*Your instructions:*
Go over the lines below, and when one contains the word "const", copy it.

Stored data entries
##########

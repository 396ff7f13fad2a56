use serde_json::{json, Value};

use crate::cli::OutputFormat;

/// Output a success message in the appropriate format
pub fn output_success(
    output_format: OutputFormat,
    message: &str,
    data: Option<Value>,
) -> anyhow::Result<()> {
    match output_format {
        OutputFormat::Json => {
            let mut response = json!({
                "success": true,
                "message": message
            });

            if let Some(data_value) = data {
                response["data"] = data_value;
            }

            println!("{}", serde_json::to_string_pretty(&response)?);
        }
        OutputFormat::Text => {
            println!("✓ {}", message);
        }
    }
    Ok(())
}
use axum::{
    extract::{Request, State},
    http::{header, HeaderMap},
    middleware::Next,
    response::Response,
};
use std::sync::Arc;
use uuid::Uuid;

use crate::auth::{Claims, TokenIssuer};
use crate::database::models::Role;
use crate::error::ApiError;

/// Name of the cookie set by login and cleared by logout
pub const TOKEN_COOKIE: &str = "token";

/// Authenticated user context extracted from JWT
#[derive(Clone, Debug)]
pub struct AuthUser {
    pub user_id: Uuid,
    pub username: String,
    pub role: Role,
}

impl AuthUser {
    pub fn is_admin(&self) -> bool {
        self.role == Role::Admin
    }
}

impl From<Claims> for AuthUser {
    fn from(claims: Claims) -> Self {
        Self {
            user_id: claims.sub,
            username: claims.username,
            role: claims.role,
        }
    }
}

/// JWT authentication middleware that validates tokens and extracts user context
pub async fn jwt_auth_middleware(
    State(tokens): State<Arc<TokenIssuer>>,
    mut request: Request,
    next: Next,
) -> Result<Response, ApiError> {
    let token = extract_token(request.headers()).map_err(ApiError::unauthorized)?;

    let claims = tokens.verify(&token).map_err(|e| {
        tracing::debug!("Rejected token: {}", e);
        ApiError::unauthorized("Invalid or expired token")
    })?;

    request.extensions_mut().insert(AuthUser::from(claims));

    Ok(next.run(request).await)
}

/// Runs after `jwt_auth_middleware`; admits admins only.
pub async fn require_admin_middleware(request: Request, next: Next) -> Result<Response, ApiError> {
    let auth_user = request
        .extensions()
        .get::<AuthUser>()
        .ok_or_else(|| ApiError::unauthorized("Authentication required"))?;

    if !auth_user.is_admin() {
        tracing::warn!("User {} denied admin route {}", auth_user.username, request.uri().path());
        return Err(ApiError::forbidden("Admin access required"));
    }

    Ok(next.run(request).await)
}

/// Bearer token from the Authorization header, else the `token` cookie
fn extract_token(headers: &HeaderMap) -> Result<String, String> {
    if let Some(auth_header) = headers.get(header::AUTHORIZATION) {
        let auth_str = auth_header
            .to_str()
            .map_err(|_| "Invalid Authorization header format".to_string())?;

        return match auth_str.strip_prefix("Bearer ") {
            Some(token) if !token.trim().is_empty() => Ok(token.trim().to_string()),
            Some(_) => Err("Empty JWT token".to_string()),
            None => Err("Authorization header must use Bearer token format".to_string()),
        };
    }

    token_from_cookies(headers).ok_or_else(|| "Missing authentication token".to_string())
}

fn token_from_cookies(headers: &HeaderMap) -> Option<String> {
    headers
        .get_all(header::COOKIE)
        .iter()
        .filter_map(|value| value.to_str().ok())
        .flat_map(|value| value.split(';'))
        .filter_map(|pair| pair.trim().split_once('='))
        .find(|(name, value)| *name == TOKEN_COOKIE && !value.is_empty())
        .map(|(_, value)| value.to_string())
}

#[cfg(test)]
mod tests {
    use super::*;
    use axum::http::HeaderValue;

    fn headers(pairs: &[(header::HeaderName, &str)]) -> HeaderMap {
        let mut map = HeaderMap::new();
        for (name, value) in pairs {
            map.append(name.clone(), HeaderValue::from_str(value).unwrap());
        }
        map
    }

    #[test]
    fn reads_bearer_token() {
        let map = headers(&[(header::AUTHORIZATION, "Bearer abc.def.ghi")]);
        assert_eq!(extract_token(&map).unwrap(), "abc.def.ghi");
    }

    #[test]
    fn rejects_non_bearer_scheme() {
        let map = headers(&[(header::AUTHORIZATION, "Basic dXNlcjpwYXNz")]);
        assert!(extract_token(&map).is_err());
    }

    #[test]
    fn falls_back_to_cookie() {
        let map = headers(&[(header::COOKIE, "theme=dark; token=abc.def.ghi")]);
        assert_eq!(extract_token(&map).unwrap(), "abc.def.ghi");
    }

    #[test]
    fn header_wins_over_cookie() {
        let map = headers(&[
            (header::AUTHORIZATION, "Bearer from-header"),
            (header::COOKIE, "token=from-cookie"),
        ]);
        assert_eq!(extract_token(&map).unwrap(), "from-header");
    }

    #[test]
    fn cleared_cookie_counts_as_missing() {
        let map = headers(&[(header::COOKIE, "token=")]);
        assert_eq!(extract_token(&map).unwrap_err(), "Missing authentication token");
        assert!(extract_token(&HeaderMap::new()).is_err());
    }
}
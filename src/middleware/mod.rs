pub mod auth;
pub mod response;
pub mod valid;

pub use auth::{jwt_auth_middleware, require_admin_middleware, AuthUser, TOKEN_COOKIE};
pub use response::{ApiResponse, ApiResult};
pub use valid::Valid;
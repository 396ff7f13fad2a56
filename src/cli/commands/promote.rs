use std::sync::Arc;

use crate::auth::TokenIssuer;
use crate::cli::{utils::output_success, OutputFormat};
use crate::config;
use crate::database::PgUserRepository;
use crate::services::UserService;

pub async fn handle(username: &str, output_format: OutputFormat) -> anyhow::Result<()> {
    let config = config::config();
    let database = super::connect(config).await?;

    let tokens = Arc::new(TokenIssuer::from_config(&config.security)?);
    let users = UserService::new(
        Arc::new(PgUserRepository::new(database.pool().clone())),
        tokens,
        config.security.bcrypt_cost,
    );

    let result = users.promote(username).await;
    database.close().await;
    let user = result?;

    output_success(
        output_format,
        &format!("{} is now an admin", user.username),
        Some(serde_json::to_value(&user)?),
    )
}
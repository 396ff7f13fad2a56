pub mod commands;
pub mod utils;

use clap::{Parser, Subcommand};

#[derive(Parser)]
#[command(name = "projecthub")]
#[command(about = "ProjectHub - project management API server and admin tools")]
#[command(version)]
pub struct Cli {
    #[arg(long, global = true, help = "Output in JSON format")]
    pub json: bool,

    /// Defaults to `serve` when omitted
    #[command(subcommand)]
    pub command: Option<Commands>,
}

#[derive(Subcommand)]
pub enum Commands {
    #[command(about = "Run the HTTP API server")]
    Serve {
        #[arg(long, help = "Port to listen on (overrides PROJECTHUB_PORT)")]
        port: Option<u16>,

        #[arg(long, help = "Serve from an in-process store instead of PostgreSQL")]
        in_memory: bool,
    },

    #[command(about = "Apply pending database migrations")]
    Migrate,

    #[command(about = "Grant the admin role to an existing user")]
    Promote {
        #[arg(help = "Username to promote")]
        username: String,
    },
}

#[derive(Debug, Clone, Copy)]
pub enum OutputFormat {
    Text,
    Json,
}

impl OutputFormat {
    pub fn from_cli(cli: &Cli) -> Self {
        if cli.json {
            OutputFormat::Json
        } else {
            OutputFormat::Text
        }
    }
}

pub async fn run(cli: Cli) -> anyhow::Result<()> {
    let output_format = OutputFormat::from_cli(&cli);

    match cli.command.unwrap_or(Commands::Serve {
        port: None,
        in_memory: false,
    }) {
        Commands::Serve { port, in_memory } => commands::serve::handle(port, in_memory).await,
        Commands::Migrate => commands::migrate::handle(output_format).await,
        Commands::Promote { username } => commands::promote::handle(&username, output_format).await,
    }
}
//! Declarative input checks.
//!
//! Request bodies implement [`Validate`]; the `Valid<T>` extractor runs it
//! before a handler sees the body, and services call the same rules again
//! where a check belongs to the operation itself.
use chrono::NaiveDate;
use std::collections::HashMap;
use uuid::Uuid;

use crate::database::models::{
    CreateProject, LoginUser, NewProject, ProjectChanges, ProjectStatus, RegisterUser,
    UpdateProject,
};

pub const DATE_FORMAT: &str = "%Y-%m-%d";

/// Field name -> first problem found for that field
#[derive(Debug, Clone, Default, PartialEq)]
pub struct ValidationErrors {
    fields: HashMap<String, String>,
}

impl ValidationErrors {
    pub fn new() -> Self {
        Self::default()
    }

    pub fn single(field: &str, message: impl Into<String>) -> Self {
        let mut errors = Self::new();
        errors.add(field, message);
        errors
    }

    pub fn add(&mut self, field: &str, message: impl Into<String>) {
        self.fields
            .entry(field.to_string())
            .or_insert_with(|| message.into());
    }

    pub fn is_empty(&self) -> bool {
        self.fields.is_empty()
    }

    pub fn get(&self, field: &str) -> Option<&str> {
        self.fields.get(field).map(String::as_str)
    }

    pub fn into_fields(self) -> HashMap<String, String> {
        self.fields
    }

    pub fn into_result(self) -> Result<(), Self> {
        if self.is_empty() {
            Ok(())
        } else {
            Err(self)
        }
    }

    /// "Invalid input: a, b" with field names sorted
    pub fn summary(&self) -> String {
        let mut names: Vec<&str> = self.fields.keys().map(String::as_str).collect();
        names.sort_unstable();
        format!("Invalid input: {}", names.join(", "))
    }
}

pub trait Validate {
    fn validate(&self) -> Result<(), ValidationErrors>;
}

pub mod rules {
    use super::*;

    /// Non-empty after trimming. Returns the trimmed value when present.
    pub fn required<'a>(errors: &mut ValidationErrors, field: &str, value: &'a str) -> Option<&'a str> {
        let trimmed = value.trim();
        if trimmed.is_empty() {
            errors.add(field, "This field is required");
            None
        } else {
            Some(trimmed)
        }
    }

    /// Optional field that must not be blank when provided
    pub fn not_blank<'a>(
        errors: &mut ValidationErrors,
        field: &str,
        value: Option<&'a str>,
    ) -> Option<&'a str> {
        value.and_then(|v| {
            let trimmed = v.trim();
            if trimmed.is_empty() {
                errors.add(field, "This field cannot be empty");
                None
            } else {
                Some(trimmed)
            }
        })
    }

    pub fn date(errors: &mut ValidationErrors, field: &str, value: &str) -> Option<NaiveDate> {
        match NaiveDate::parse_from_str(value.trim(), DATE_FORMAT) {
            Ok(date) => Some(date),
            Err(_) => {
                errors.add(field, "Expected a date in YYYY-MM-DD format");
                None
            }
        }
    }

    pub fn uuid(field: &str, value: &str) -> Result<Uuid, ValidationErrors> {
        Uuid::parse_str(value.trim())
            .map_err(|_| ValidationErrors::single(field, format!("Invalid id: {}", value)))
    }

    pub fn min_length(errors: &mut ValidationErrors, field: &str, value: &str, min: usize) {
        if value.chars().count() < min {
            errors.add(field, format!("Must be at least {} characters", min));
        }
    }

    pub fn email(errors: &mut ValidationErrors, field: &str, value: &str) {
        let value = value.trim();
        let valid = match value.split_once('@') {
            Some((local, domain)) => !local.is_empty() && !domain.is_empty() && !domain.contains('@'),
            None => false,
        };
        if !valid {
            errors.add(field, "Invalid email format");
        }
    }

    /// 3-30 chars, starts with a letter, then letters, digits or `_`
    pub fn username(errors: &mut ValidationErrors, field: &str, value: &str) {
        let len = value.chars().count();
        let mut chars = value.chars();
        let starts_with_letter = matches!(chars.next(), Some(c) if c.is_ascii_alphabetic());
        let valid = (3..=30).contains(&len)
            && starts_with_letter
            && chars.all(|c| c.is_ascii_alphanumeric() || c == '_');
        if !valid {
            errors.add(
                field,
                "Must be 3-30 characters, start with a letter, and contain only letters, numbers and underscores",
            );
        }
    }
}

impl CreateProject {
    /// Trimmed, typed fields or every problem found.
    pub fn parse(&self) -> Result<NewProject, ValidationErrors> {
        let mut errors = ValidationErrors::new();
        let name = rules::required(&mut errors, "name", &self.name);
        let description = rules::required(&mut errors, "description", &self.description);
        let start_date = rules::required(&mut errors, "startDate", &self.start_date)
            .and_then(|v| rules::date(&mut errors, "startDate", v));
        let end_date = rules::required(&mut errors, "endDate", &self.end_date)
            .and_then(|v| rules::date(&mut errors, "endDate", v));

        match (name, description, start_date, end_date) {
            (Some(name), Some(description), Some(start_date), Some(end_date)) if errors.is_empty() => {
                Ok(NewProject {
                    name: name.to_string(),
                    description: description.to_string(),
                    start_date,
                    end_date,
                })
            }
            _ => Err(errors),
        }
    }
}

impl Validate for CreateProject {
    fn validate(&self) -> Result<(), ValidationErrors> {
        self.parse().map(|_| ())
    }
}

impl UpdateProject {
    pub fn parse(&self) -> Result<ProjectChanges, ValidationErrors> {
        let mut errors = ValidationErrors::new();

        let name = rules::not_blank(&mut errors, "name", self.name.as_deref());
        let description = rules::not_blank(&mut errors, "description", self.description.as_deref());
        let start_date = rules::not_blank(&mut errors, "startDate", self.start_date.as_deref())
            .and_then(|v| rules::date(&mut errors, "startDate", v));
        let end_date = rules::not_blank(&mut errors, "endDate", self.end_date.as_deref())
            .and_then(|v| rules::date(&mut errors, "endDate", v));
        let status = rules::not_blank(&mut errors, "status", self.status.as_deref()).and_then(|v| {
            v.parse::<ProjectStatus>()
                .map_err(|msg| errors.add("status", msg))
                .ok()
        });

        errors.into_result()?;

        let changes = ProjectChanges {
            name: name.map(str::to_string),
            description: description.map(str::to_string),
            start_date,
            end_date,
            status,
        };
        if changes.is_empty() {
            return Err(ValidationErrors::single(
                "body",
                "At least one of name, description, startDate, endDate or status is required",
            ));
        }
        Ok(changes)
    }
}

impl Validate for UpdateProject {
    fn validate(&self) -> Result<(), ValidationErrors> {
        self.parse().map(|_| ())
    }
}

impl Validate for RegisterUser {
    fn validate(&self) -> Result<(), ValidationErrors> {
        let mut errors = ValidationErrors::new();
        if let Some(username) = rules::required(&mut errors, "username", &self.username) {
            rules::username(&mut errors, "username", username);
        }
        if let Some(email) = rules::required(&mut errors, "email", &self.email) {
            rules::email(&mut errors, "email", email);
        }
        if rules::required(&mut errors, "password", &self.password).is_some() {
            rules::min_length(&mut errors, "password", &self.password, 8);
        }
        errors.into_result()
    }
}

impl Validate for LoginUser {
    fn validate(&self) -> Result<(), ValidationErrors> {
        let mut errors = ValidationErrors::new();
        rules::required(&mut errors, "username", &self.username);
        rules::required(&mut errors, "password", &self.password);
        errors.into_result()
    }
}
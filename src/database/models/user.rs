use chrono::{DateTime, Utc};
use serde::{Deserialize, Serialize};
use std::fmt;
use std::str::FromStr;
use uuid::Uuid;

#[derive(Debug, Clone, Copy, PartialEq, Eq, Default, Serialize, Deserialize)]
#[serde(rename_all = "lowercase")]
pub enum Role {
    #[default]
    User,
    Admin,
}

impl Role {
    pub fn as_str(&self) -> &'static str {
        match self {
            Role::User => "user",
            Role::Admin => "admin",
        }
    }
}

impl FromStr for Role {
    type Err = String;

    fn from_str(s: &str) -> Result<Self, Self::Err> {
        match s {
            "user" => Ok(Role::User),
            "admin" => Ok(Role::Admin),
            other => Err(format!("unknown role '{}'", other)),
        }
    }
}

impl fmt::Display for Role {
    fn fmt(&self, f: &mut fmt::Formatter<'_>) -> fmt::Result {
        f.write_str(self.as_str())
    }
}

#[derive(Debug, Clone, PartialEq, Serialize, Deserialize)]
#[serde(rename_all = "camelCase")]
pub struct User {
    pub id: Uuid,
    pub username: String,
    pub email: String,
    #[serde(skip_serializing, default)]
    pub password_hash: String,
    pub role: Role,
    pub created_at: DateTime<Utc>,
    pub updated_at: DateTime<Utc>,
}

impl User {
    pub fn new(username: String, email: String, password_hash: String) -> Self {
        let now = Utc::now();
        Self {
            id: Uuid::new_v4(),
            username,
            email,
            password_hash,
            role: Role::User,
            created_at: now,
            updated_at: now,
        }
    }
}

/// Body of `POST /api/user/register`.
#[derive(Debug, Clone, Default, Deserialize)]
#[serde(default)]
pub struct RegisterUser {
    pub username: String,
    pub email: String,
    pub password: String,
}

/// Body of `POST /api/user/login`.
#[derive(Debug, Clone, Default, Deserialize)]
#[serde(default)]
pub struct LoginUser {
    pub username: String,
    pub password: String,
}
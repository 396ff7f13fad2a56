// handlers/public/mod.rs - Endpoints that do not require authentication
pub mod user;

pub use user::{login, register};
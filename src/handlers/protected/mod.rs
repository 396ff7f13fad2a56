// handlers/protected/mod.rs - Endpoints behind jwt_auth_middleware
//
// Every handler here receives `Extension<AuthUser>` and passes the caller's
// id explicitly to the service layer.
pub mod project;
pub mod user;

##########

*Solution to this exercise:*
pub const TOKEN_COOKIE: &str = "token";
pub const DATE_FORMAT: &str = "%Y-%m-%d";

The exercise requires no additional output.